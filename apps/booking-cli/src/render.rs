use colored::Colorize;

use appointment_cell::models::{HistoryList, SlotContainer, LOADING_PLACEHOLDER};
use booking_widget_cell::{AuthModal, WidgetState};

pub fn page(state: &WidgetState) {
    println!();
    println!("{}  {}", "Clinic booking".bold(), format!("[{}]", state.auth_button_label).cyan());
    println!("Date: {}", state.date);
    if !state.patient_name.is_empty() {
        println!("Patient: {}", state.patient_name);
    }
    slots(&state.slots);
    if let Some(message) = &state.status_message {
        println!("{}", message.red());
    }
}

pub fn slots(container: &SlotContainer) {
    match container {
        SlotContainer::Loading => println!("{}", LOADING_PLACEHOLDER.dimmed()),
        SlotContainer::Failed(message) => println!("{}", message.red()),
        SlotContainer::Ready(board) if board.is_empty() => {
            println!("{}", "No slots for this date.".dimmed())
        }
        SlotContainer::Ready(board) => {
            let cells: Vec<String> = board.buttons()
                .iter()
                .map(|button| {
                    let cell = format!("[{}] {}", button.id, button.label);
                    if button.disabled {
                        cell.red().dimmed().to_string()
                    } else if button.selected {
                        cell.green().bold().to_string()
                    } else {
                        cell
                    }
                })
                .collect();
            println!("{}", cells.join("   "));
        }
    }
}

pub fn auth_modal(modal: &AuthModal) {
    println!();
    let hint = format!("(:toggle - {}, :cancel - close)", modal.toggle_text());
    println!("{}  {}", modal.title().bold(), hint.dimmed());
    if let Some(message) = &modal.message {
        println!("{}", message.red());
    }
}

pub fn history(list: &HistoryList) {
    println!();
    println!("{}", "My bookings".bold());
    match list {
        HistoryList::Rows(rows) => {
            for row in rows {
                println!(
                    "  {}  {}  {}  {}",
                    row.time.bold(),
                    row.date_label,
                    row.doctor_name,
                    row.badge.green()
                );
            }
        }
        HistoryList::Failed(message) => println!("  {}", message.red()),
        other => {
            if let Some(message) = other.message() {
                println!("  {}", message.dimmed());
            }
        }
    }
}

* **WORK INSTRUCTIONS**:
Filter the data above, keeping only lines that include the string "SlotContainer".

* **ANSWER BOX**:
use appointment_cell::models::{HistoryList, SlotContainer, LOADING_PLACEHOLDER};
pub fn slots(container: &SlotContainer) {
        SlotContainer::Loading => println!("{}", LOADING_PLACEHOLDER.dimmed()),
        SlotContainer::Failed(message) => println!("{}", message.red()),
        SlotContainer::Ready(board) if board.is_empty() => {
        SlotContainer::Ready(board) => {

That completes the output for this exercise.